World of Wonder

..." We are each of us angels... with only one wing...

      we can only fly... embracing each other..."   -Luciano de Credenza.

...this inscription graven in stone beneath a statue at the entrance to St. Joseph's Hospital in Toronto... where I would occasionally visit my brother Peter William Emmett O'Toole when his mental health issues required residency. I believe this lyric was in fact a song sung at a'Songwriters Unite' evening at Hugh's Room some years back... the title, of course, also a novel by Robertson Davies... (but titles are exempt from copyright restrictions.

 walk with me through this world of wonder

smoky mirrors and mystery

even when a soul seems torn asunder

there remains a realm of possibility

...

keep your chin up, and take my advice

both love and lightning have been known to strike twice

walk with me through this world of wonder

open your eyes and see

...

we are each of us angels with only one wing

it's in the embrace lies our hope to fly...

let us join voices, and in harmony sing

raise a joyful noise to the sky

...

take a leap of faith...don't look so pained

it's true; nothing ventured nets nothing gained

soar with me over this world of wonder

don't stop to ask how or why

...

sail with me...across this sea of sorrow

we'll make it through to the far shore...

and bask in the promise and dawn of tomorrow

secure in our dreams once more...

...

take your chances now, you just might beat the odds

as the devil dances

perhaps so must the gods

join with me in this world of wonder

cling to me as a divining rod. 

    ... well ... htis one culled from an old ledger that became a repository of 'song scraps' and notes from various little books... (transcribed August 29th/2018, according to the date at the top of the page, but much older than that).

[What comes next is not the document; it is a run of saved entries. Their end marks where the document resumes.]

//! Configuration loading, validation, and management for chatmux.
//!
//! Loads configuration from `~/.chatmux/config.toml` (or an explicit path)
//! with environment variable overrides. Validates all settings at startup.

use serde::{Deserialize, Serialize};
use std::collections::HashSet;
use std::path::{Path, PathBuf};
use std::time::Duration;

/// Placeholder the post-comment template must contain.
pub const POST_TEXT_PLACEHOLDER: &str = "{postText}";

/// Upper bound for every minute-valued setting (one year).
pub const MAX_MINUTES: u64 = 365 * 24 * 60;

/// The root configuration structure.
///
/// Maps directly to `config.toml`.
#[derive(Clone, Serialize, Deserialize)]
pub struct AppConfig {
    /// Base URL of the OpenAI-compatible completion API
    #[serde(default = "default_api_url")]
    pub api_url: String,

    /// Shared API key, used by bots that don't set their own
    #[serde(default, skip_serializing_if = "Option::is_none")]
    pub api_key: Option<String>,

    /// Default model
    #[serde(default = "default_model")]
    pub model: String,

    /// Max tokens per completion
    #[serde(default = "default_max_tokens")]
    pub max_tokens: u32,

    /// Sampling temperature
    #[serde(default = "default_temperature")]
    pub temperature: f32,

    /// Conversation memory settings
    #[serde(default)]
    pub context: ContextConfig,

    /// Completion retry settings
    #[serde(default)]
    pub completion: CompletionConfig,

    /// Outbound message settings
    #[serde(default)]
    pub delivery: DeliveryConfig,

    /// One entry per bot account
    #[serde(default)]
    pub bots: Vec<BotConfig>,
}

fn default_api_url() -> String {
    "https://api.openai.com/v1".into()
}
fn default_model() -> String {
    "gpt-4o-mini".into()
}
fn default_max_tokens() -> u32 {
    1000
}
fn default_temperature() -> f32 {
    0.7
}

/// Redact a secret string for Debug output.
fn redact(s: &Option<String>) -> &'static str {
    match s {
        Some(_) => "[REDACTED]",
        None => "None",
    }
}

impl std::fmt::Debug for AppConfig {
    fn fmt(&self, f: &mut std::fmt::Formatter<'_>) -> std::fmt::Result {
        f.debug_struct("AppConfig")
            .field("api_url", &self.api_url)
            .field("api_key", &redact(&self.api_key))
            .field("model", &self.model)
            .field("max_tokens", &self.max_tokens)
            .field("temperature", &self.temperature)
            .field("context", &self.context)
            .field("completion", &self.completion)
            .field("delivery", &self.delivery)
            .field("bots", &self.bots)
            .finish()
    }
}

/// A single bot account and its persona.
#[derive(Clone, Serialize, Deserialize)]
pub struct BotConfig {
    /// Display name, also used in logs
    pub name: String,

    /// Bot API token from @BotFather
    pub telegram_token: String,

    /// Completion API key (falls back to the shared key)
    #[serde(default, skip_serializing_if = "Option::is_none")]
    pub api_key: Option<String>,

    /// Static behavioral prompt
    pub system_prompt: String,

    /// Template for channel-post comments; must contain `{postText}`
    pub post_comment_prompt: String,

    /// Probability (0.0–1.0) of commenting on a channel post
    #[serde(default = "default_comment_probability")]
    pub comment_probability: f64,

    /// Drop addressed messages older than this many minutes instead of
    /// everything sent before startup
    #[serde(default, skip_serializing_if = "Option::is_none")]
    pub ignore_older_than_minutes: Option<u64>,

    /// Per-bot model override
    #[serde(default, skip_serializing_if = "Option::is_none")]
    pub model: Option<String>,
}

fn default_comment_probability() -> f64 {
    1.0
}

impl std::fmt::Debug for BotConfig {
    fn fmt(&self, f: &mut std::fmt::Formatter<'_>) -> std::fmt::Result {
        f.debug_struct("BotConfig")
            .field("name", &self.name)
            .field("telegram_token", &"[REDACTED]")
            .field("api_key", &redact(&self.api_key))
            .field("comment_probability", &self.comment_probability)
            .field("ignore_older_than_minutes", &self.ignore_older_than_minutes)
            .field("model", &self.model)
            .finish()
    }
}

#[derive(Debug, Clone, Serialize, Deserialize)]
pub struct ContextConfig {
    /// Entries kept per context
    #[serde(default = "default_max_history")]
    pub max_history: usize,

    /// Entries sent with each prompt
    #[serde(default = "default_relevant_history_length")]
    pub relevant_history_length: usize,

    /// Re-inject role instructions when the turn counter hits a multiple of this
    #[serde(default = "default_reinforcement_interval")]
    pub reinforcement_interval: u64,

    /// TTL for contexts without a direct exchange
    #[serde(default = "default_base_ttl_minutes")]
    pub base_ttl_minutes: u64,

    /// TTL for contexts with an ongoing conversation
    #[serde(default = "default_active_ttl_minutes")]
    pub active_ttl_minutes: u64,

    #[serde(default = "default_sweep_interval_minutes")]
    pub sweep_interval_minutes: u64,
}

fn default_max_history() -> usize {
    30
}
fn default_relevant_history_length() -> usize {
    10
}
fn default_reinforcement_interval() -> u64 {
    10
}
fn default_base_ttl_minutes() -> u64 {
    30
}
fn default_active_ttl_minutes() -> u64 {
    120
}
fn default_sweep_interval_minutes() -> u64 {
    5
}

impl Default for ContextConfig {
    fn default() -> Self {
        Self {
            max_history: default_max_history(),
            relevant_history_length: default_relevant_history_length(),
            reinforcement_interval: default_reinforcement_interval(),
            base_ttl_minutes: default_base_ttl_minutes(),
            active_ttl_minutes: default_active_ttl_minutes(),
            sweep_interval_minutes: default_sweep_interval_minutes(),
        }
    }
}

impl ContextConfig {
    pub fn base_ttl(&self) -> Duration {
        minutes(self.base_ttl_minutes)
    }

    pub fn active_ttl(&self) -> Duration {
        minutes(self.active_ttl_minutes)
    }

    pub fn sweep_interval(&self) -> Duration {
        minutes(self.sweep_interval_minutes)
    }
}

fn minutes(n: u64) -> Duration {
    Duration::from_secs(n.saturating_mul(60))
}

#[derive(Debug, Clone, Serialize, Deserialize)]
pub struct CompletionConfig {
    /// Retries after the first attempt, for transport failures only
    #[serde(default = "default_max_retries")]
    pub max_retries: u32,

    /// First backoff delay; doubles on each retry
    #[serde(default = "default_backoff_base_ms")]
    pub backoff_base_ms: u64,

    /// Per-attempt request timeout
    #[serde(default = "default_timeout_ms")]
    pub timeout_ms: u64,
}

fn default_max_retries() -> u32 {
    3
}
fn default_backoff_base_ms() -> u64 {
    1000
}
fn default_timeout_ms() -> u64 {
    30_000
}

impl Default for CompletionConfig {
    fn default() -> Self {
        Self {
            max_retries: default_max_retries(),
            backoff_base_ms: default_backoff_base_ms(),
            timeout_ms: default_timeout_ms(),
        }
    }
}

impl CompletionConfig {
    pub fn backoff_base(&self) -> Duration {
        Duration::from_millis(self.backoff_base_ms)
    }

    pub fn timeout(&self) -> Duration {
        Duration::from_millis(self.timeout_ms)
    }
}

#[derive(Debug, Clone, Serialize, Deserialize)]
pub struct DeliveryConfig {
    /// Longest single message the platform accepts (in characters)
    #[serde(default = "default_max_message_length")]
    pub max_message_length: usize,

    /// Pause between parts of a split reply
    #[serde(default = "default_part_delay_ms")]
    pub part_delay_ms: u64,
}

fn default_max_message_length() -> usize {
    4096
}
fn default_part_delay_ms() -> u64 {
    500
}

impl Default for DeliveryConfig {
    fn default() -> Self {
        Self {
            max_message_length: default_max_message_length(),
            part_delay_ms: default_part_delay_ms(),
        }
    }
}

impl DeliveryConfig {
    pub fn part_delay(&self) -> Duration {
        Duration::from_millis(self.part_delay_ms)
    }
}

impl AppConfig {
    /// Load configuration from the default location.
    ///
    /// `CHATMUX_CONFIG` overrides the path. Environment variables also fill
    /// in the shared API key and model:
    /// - `CHATMUX_API_KEY` (highest priority)
    /// - `OPENAI_API_KEY`
    /// - `CHATMUX_MODEL`
    pub fn load() -> Result<Self, ConfigError> {
        let path = std::env::var("CHATMUX_CONFIG")
            .map(PathBuf::from)
            .unwrap_or_else(|_| Self::default_path());
        Self::load_with_env(&path)
    }

    /// Load from an explicit path, then apply environment overrides.
    pub fn load_with_env(path: &Path) -> Result<Self, ConfigError> {
        let mut config = Self::load_from(path)?;

        if config.api_key.is_none() {
            config.api_key = std::env::var("CHATMUX_API_KEY")
                .ok()
                .or_else(|| std::env::var("OPENAI_API_KEY").ok());
        }

        if let Ok(model) = std::env::var("CHATMUX_MODEL") {
            config.model = model;
        }

        Ok(config)
    }

    /// Load configuration from a specific file path.
    pub fn load_from(path: &Path) -> Result<Self, ConfigError> {
        if !path.exists() {
            tracing::info!("No config file found at {}, using defaults", path.display());
            return Ok(Self::default());
        }

        let content = std::fs::read_to_string(path).map_err(|e| ConfigError::ReadError {
            path: path.to_path_buf(),
            reason: e.to_string(),
        })?;

        let config: Self = toml::from_str(&content).map_err(|e| ConfigError::ParseError {
            path: path.to_path_buf(),
            reason: e.to_string(),
        })?;

        config.validate()?;
        Ok(config)
    }

    /// Get the configuration directory path.
    pub fn config_dir() -> PathBuf {
        dirs_home().join(".chatmux")
    }

    /// Default config file path.
    pub fn default_path() -> PathBuf {
        Self::config_dir().join("config.toml")
    }

    /// Validate the configuration.
    pub fn validate(&self) -> Result<(), ConfigError> {
        if !(0.0..=2.0).contains(&self.temperature) {
            return Err(ConfigError::ValidationError(
                "temperature must be between 0.0 and 2.0".into(),
            ));
        }

        let ctx = &self.context;
        if ctx.max_history == 0 {
            return Err(ConfigError::ValidationError(
                "context.max_history must be > 0".into(),
            ));
        }
        if ctx.relevant_history_length > ctx.max_history {
            return Err(ConfigError::ValidationError(format!(
                "context.relevant_history_length ({}) exceeds context.max_history ({})",
                ctx.relevant_history_length, ctx.max_history
            )));
        }
        if ctx.reinforcement_interval == 0 || ctx.sweep_interval_minutes == 0 {
            return Err(ConfigError::ValidationError(
                "context intervals must be > 0".into(),
            ));
        }
        if ctx.base_ttl_minutes == 0 || ctx.active_ttl_minutes < ctx.base_ttl_minutes {
            return Err(ConfigError::ValidationError(
                "context TTLs must satisfy 0 < base_ttl_minutes <= active_ttl_minutes".into(),
            ));
        }
        if ctx.active_ttl_minutes > MAX_MINUTES || ctx.sweep_interval_minutes > MAX_MINUTES {
            return Err(ConfigError::ValidationError(format!(
                "context TTLs and sweep interval must not exceed {MAX_MINUTES} minutes"
            )));
        }

        if self.delivery.max_message_length < 64 {
            return Err(ConfigError::ValidationError(
                "delivery.max_message_length must be at least 64".into(),
            ));
        }

        let mut seen = HashSet::new();
        for bot in &self.bots {
            if !seen.insert(bot.name.as_str()) {
                return Err(ConfigError::ValidationError(format!(
                    "duplicate bot name '{}'",
                    bot.name
                )));
            }
            bot.validate()?;
        }

        Ok(())
    }

    /// Find a bot by name.
    pub fn bot(&self, name: &str) -> Option<&BotConfig> {
        self.bots.iter().find(|b| b.name == name)
    }

    /// The API key a bot should use: its own, else the shared one.
    pub fn api_key_for<'a>(&'a self, bot: &'a BotConfig) -> Option<&'a str> {
        bot.api_key.as_deref().or(self.api_key.as_deref())
    }

    /// The model a bot should use: its override, else the default.
    pub fn model_for<'a>(&'a self, bot: &'a BotConfig) -> &'a str {
        bot.model.as_deref().unwrap_or(&self.model)
    }
}

impl BotConfig {
    fn validate(&self) -> Result<(), ConfigError> {
        let invalid = |reason: &str| {
            ConfigError::ValidationError(format!("bot '{}': {reason}", self.name))
        };

        if self.name.trim().is_empty() {
            return Err(ConfigError::ValidationError("bot name must not be empty".into()));
        }
        if self.telegram_token.trim().is_empty() {
            return Err(invalid("telegram_token must not be empty"));
        }
        if self.system_prompt.trim().is_empty() {
            return Err(invalid("system_prompt must not be empty"));
        }
        if !self.post_comment_prompt.contains(POST_TEXT_PLACEHOLDER) {
            return Err(invalid("post_comment_prompt must contain {postText}"));
        }
        if !(0.0..=1.0).contains(&self.comment_probability) {
            return Err(invalid("comment_probability must be between 0.0 and 1.0"));
        }
        if self.ignore_older_than_minutes.is_some_and(|m| m > MAX_MINUTES) {
            return Err(invalid(&format!(
                "ignore_older_than_minutes must not exceed {MAX_MINUTES}"
            )));
        }
        Ok(())
    }
}

impl Default for AppConfig {
    fn default() -> Self {
        Self {
            api_url: default_api_url(),
            api_key: None,
            model: default_model(),
            max_tokens: default_max_tokens(),
            temperature: default_temperature(),
            context: ContextConfig::default(),
            completion: CompletionConfig::default(),
            delivery: DeliveryConfig::default(),
            bots: vec![],
        }
    }
}

/// Get the user's home directory.
fn dirs_home() -> PathBuf {
    #[cfg(target_os = "windows")]
    {
        std::env::var("USERPROFILE")
            .map(PathBuf::from)
            .unwrap_or_else(|_| PathBuf::from("C:\\Users\\Default"))
    }
    #[cfg(not(target_os = "windows"))]
    {
        std::env::var("HOME")
            .map(PathBuf::from)
            .unwrap_or_else(|_| PathBuf::from("/tmp"))
    }
}

/// Configuration errors.
#[derive(Debug, thiserror::Error)]
pub enum ConfigError {
    #[error("Failed to read config file at {path}: {reason}")]
    ReadError { path: PathBuf, reason: String },

    #[error("Failed to parse config file at {path}: {reason}")]
    ParseError { path: PathBuf, reason: String },

    #[error("Configuration validation failed: {0}")]
    ValidationError(String),
}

Generally when there is a date on the original piece. I would include that; but dating verse has come to me later in the game than I might have wished. I actually pulled the last line today from my dog-eared copy of Bessie Redfield's Rhyming Dictionary; as the verse/lyric was missing a last line. I've rarely resorted to 'Bessie', but bought the book originally having read that Bob Dylan claimed such a thing indispensable. Mind you, I am of the (humble) opinion that such usage shows in many of the Bobster's later lyric. Sometimes the rhyme seems a little contrived, (but who am I to say, really...). love to all, (you too, Bob), d.